Origin of localized excitons in In-containing three-dimensional bulk (Al,In,Ga)N alloy films probed by time-resolved photoluminescence and monoenergetic positron annihilation techniques

Abstract

A principal origin of the defect-insensitive emission probability of In-containing three-dimensional (3-D) bulk (Al,In,Ga)N alloy films, such as InGaN, AlInN and AlInGaN, is proposed. In contrast to In-free GaN or AlGaN, In-containing films grown on sapphire substrates show significant emission probabilities, although the threading dislocation density generated due to lattice mismatch is six orders of magnitude higher than that in conventional (Al,In,Ga)(As,P) light-emitting-diode films.

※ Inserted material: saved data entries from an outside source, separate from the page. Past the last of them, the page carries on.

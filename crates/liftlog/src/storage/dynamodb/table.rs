//! `TableClient` over a DynamoDB table.

use std::time::Duration;

use async_trait::async_trait;
use aws_sdk_dynamodb::types::{
    AttributeDefinition, AttributeValue, BillingMode, KeySchemaElement, KeyType,
    ScalarAttributeType, TableStatus,
};
use aws_sdk_dynamodb::operation::query::builders::QueryFluentBuilder;
use aws_sdk_dynamodb::Client;
use liftlog_core::storage::{RepositoryError, Result};

use super::error::{
    map_create_table_error, map_delete_item_error, map_describe_table_error, map_put_item_error,
    map_query_error, map_scan_error,
};
use crate::storage::table::{
    keys, Item, ScanPage, TableClient, TableKey, WriteCondition, WriteOutcome,
};

const ACTIVATION_ATTEMPTS: usize = 60;
const ACTIVATION_DELAY: Duration = Duration::from_secs(2);

/// A single shared DynamoDB table.
pub struct DynamoDbTable {
    client: Client,
    table_name: String,
    page_size: i32,
}

impl DynamoDbTable {
    /// Creates a table client. `page_size` is the scan `Limit`.
    pub fn new(client: Client, table_name: impl Into<String>, page_size: i32) -> Self {
        Self {
            client,
            table_name: table_name.into(),
            page_size,
        }
    }

    /// Get the table name.
    pub fn table_name(&self) -> &str {
        &self.table_name
    }

    /// Lookup of one item by its full key. Mutations are checked against this
    /// read, so it must observe every acknowledged write.
    fn point_query(&self, key: &TableKey) -> QueryFluentBuilder {
        self.client
            .query()
            .table_name(&self.table_name)
            .key_condition_expression(keys::KEY_CONDITION)
            .set_expression_attribute_values(Some(keys::key_condition_values(key)))
            .consistent_read(true)
    }

    /// Creates the table (pay-per-request, `PK` hash, `SK` range) if it does
    /// not exist yet and waits until it is active.
    pub async fn ensure_table(&self) -> Result<()> {
        match self
            .client
            .describe_table()
            .table_name(&self.table_name)
            .send()
            .await
        {
            Ok(_) => {
                tracing::debug!(table = %self.table_name, "Table already exists");
                return Ok(());
            }
            Err(err)
                if err
                    .as_service_error()
                    .is_some_and(|e| e.is_resource_not_found_exception()) => {}
            Err(err) => return Err(map_describe_table_error(err)),
        }

        tracing::info!(table = %self.table_name, "Creating table");
        self.client
            .create_table()
            .table_name(&self.table_name)
            .set_key_schema(Some(vec![
                key_schema(keys::PK, KeyType::Hash)?,
                key_schema(keys::SK, KeyType::Range)?,
            ]))
            .set_attribute_definitions(Some(vec![
                string_attribute(keys::PK)?,
                string_attribute(keys::SK)?,
            ]))
            .billing_mode(BillingMode::PayPerRequest)
            .send()
            .await
            .map_err(map_create_table_error)?;

        self.wait_for_table_active().await
    }

    async fn wait_for_table_active(&self) -> Result<()> {
        for _ in 0..ACTIVATION_ATTEMPTS {
            let status = self
                .client
                .describe_table()
                .table_name(&self.table_name)
                .send()
                .await
                .map_err(map_describe_table_error)?
                .table
                .and_then(|t| t.table_status);

            if status == Some(TableStatus::Active) {
                tracing::info!(table = %self.table_name, "Table is active");
                return Ok(());
            }
            tokio::time::sleep(ACTIVATION_DELAY).await;
        }

        Err(RepositoryError::ConnectionFailed(format!(
            "Table {} did not become active",
            self.table_name
        )))
    }
}

fn key_schema(name: &str, key_type: KeyType) -> Result<KeySchemaElement> {
    KeySchemaElement::builder()
        .attribute_name(name)
        .key_type(key_type)
        .build()
        .map_err(|e| RepositoryError::InvalidData(e.to_string()))
}

fn string_attribute(name: &str) -> Result<AttributeDefinition> {
    AttributeDefinition::builder()
        .attribute_name(name)
        .attribute_type(ScalarAttributeType::S)
        .build()
        .map_err(|e| RepositoryError::InvalidData(e.to_string()))
}

fn condition_expression(condition: WriteCondition) -> &'static str {
    match condition {
        WriteCondition::MustNotExist => keys::MUST_NOT_EXIST,
        WriteCondition::MustExist => keys::MUST_EXIST,
    }
}

#[async_trait]
impl TableClient for DynamoDbTable {
    async fn query(&self, key: &TableKey) -> Result<Vec<Item>> {
        let output = self
            .point_query(key)
            .send()
            .await
            .map_err(map_query_error)?;

        Ok(output.items.unwrap_or_default())
    }

    async fn scan_page(&self, entity_type: &str, start: Option<Item>) -> Result<ScanPage> {
        let (names, values) = keys::entity_type_filter(entity_type);

        let output = self
            .client
            .scan()
            .table_name(&self.table_name)
            .filter_expression(keys::ENTITY_TYPE_FILTER)
            .set_expression_attribute_names(Some(names))
            .set_expression_attribute_values(Some(values))
            .limit(self.page_size)
            .set_exclusive_start_key(start)
            .send()
            .await
            .map_err(map_scan_error)?;

        Ok(ScanPage {
            items: output.items.unwrap_or_default(),
            next: output.last_evaluated_key.filter(|key| !key.is_empty()),
        })
    }

    async fn put(&self, item: Item, condition: WriteCondition) -> Result<WriteOutcome> {
        let result = self
            .client
            .put_item()
            .table_name(&self.table_name)
            .set_item(Some(item))
            .condition_expression(condition_expression(condition))
            .send()
            .await;

        match result {
            Ok(_) => Ok(WriteOutcome::Applied),
            Err(err)
                if err
                    .as_service_error()
                    .is_some_and(|e| e.is_conditional_check_failed_exception()) =>
            {
                Ok(WriteOutcome::ConditionFailed)
            }
            Err(err) => Err(map_put_item_error(err)),
        }
    }

    async fn delete(&self, key: &TableKey, condition: WriteCondition) -> Result<WriteOutcome> {
        let result = self
            .client
            .delete_item()
            .table_name(&self.table_name)
            .key(keys::PK, AttributeValue::S(key.pk.clone()))
            .key(keys::SK, AttributeValue::S(key.sk.clone()))
            .condition_expression(condition_expression(condition))
            .send()
            .await;

        match result {
            Ok(_) => Ok(WriteOutcome::Applied),
            Err(err)
                if err
                    .as_service_error()
                    .is_some_and(|e| e.is_conditional_check_failed_exception()) =>
            {
                Ok(WriteOutcome::ConditionFailed)
            }
            Err(err) => Err(map_delete_item_error(err)),
        }
    }
}

#[cfg(test)]
mod tests {
    use super::*;

    #[test]
    fn test_conditions_map_to_expressions() {
        assert_eq!(
            condition_expression(WriteCondition::MustNotExist),
            "attribute_not_exists(PK)"
        );
        assert_eq!(
            condition_expression(WriteCondition::MustExist),
            "attribute_exists(PK)"
        );
    }

    fn table() -> DynamoDbTable {
        let config = aws_sdk_dynamodb::Config::builder()
            .behavior_version(aws_sdk_dynamodb::config::BehaviorVersion::latest())
            .region(aws_sdk_dynamodb::config::Region::new("us-east-1"))
            .build();

        DynamoDbTable::new(Client::from_conf(config), "liftlog", 100)
    }

    #[test]
    fn test_point_query_reads_consistently() {
        let table = table();
        let key = TableKey {
            pk: "WORKOUT#leg-day".to_string(),
            sk: "2024-01-01".to_string(),
        };

        let query = table.point_query(&key);
        let input = query.as_input();

        assert_eq!(input.get_consistent_read(), &Some(true));
        assert_eq!(input.get_table_name().as_deref(), Some("liftlog"));
        assert_eq!(
            input.get_key_condition_expression().as_deref(),
            Some("PK = :pk AND SK = :sk")
        );
        assert_eq!(
            input.get_expression_attribute_values().as_ref(),
            Some(&keys::key_condition_values(&key))
        );
    }

    #[test]
    fn test_key_schema_elements_build() {
        let hash = key_schema(keys::PK, KeyType::Hash).unwrap();
        let attribute = string_attribute(keys::SK).unwrap();

        assert_eq!(hash.attribute_name(), "PK");
        assert_eq!(hash.key_type(), &KeyType::Hash);
        assert_eq!(attribute.attribute_name(), "SK");
        assert_eq!(attribute.attribute_type(), &ScalarAttributeType::S);
    }
}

According to the extremely short diffusion lengths of positrons (<4 nm) and short radiative lifetimes of excitonic emissions, we conclude that capturing of holes by localized valence states associated with atomic condensates of In–N outrun the trapping by non-radiative recombination centres, which are defect complexes associated with group III vacancies, because holes and positrons have the same positive charge. The captured holes are considered to form localized excitons with surrounding electrons to emit the light. The enterprising use of atomically inhomogeneous crystals is proposed for future innovation in light emitters even when using defective crystals.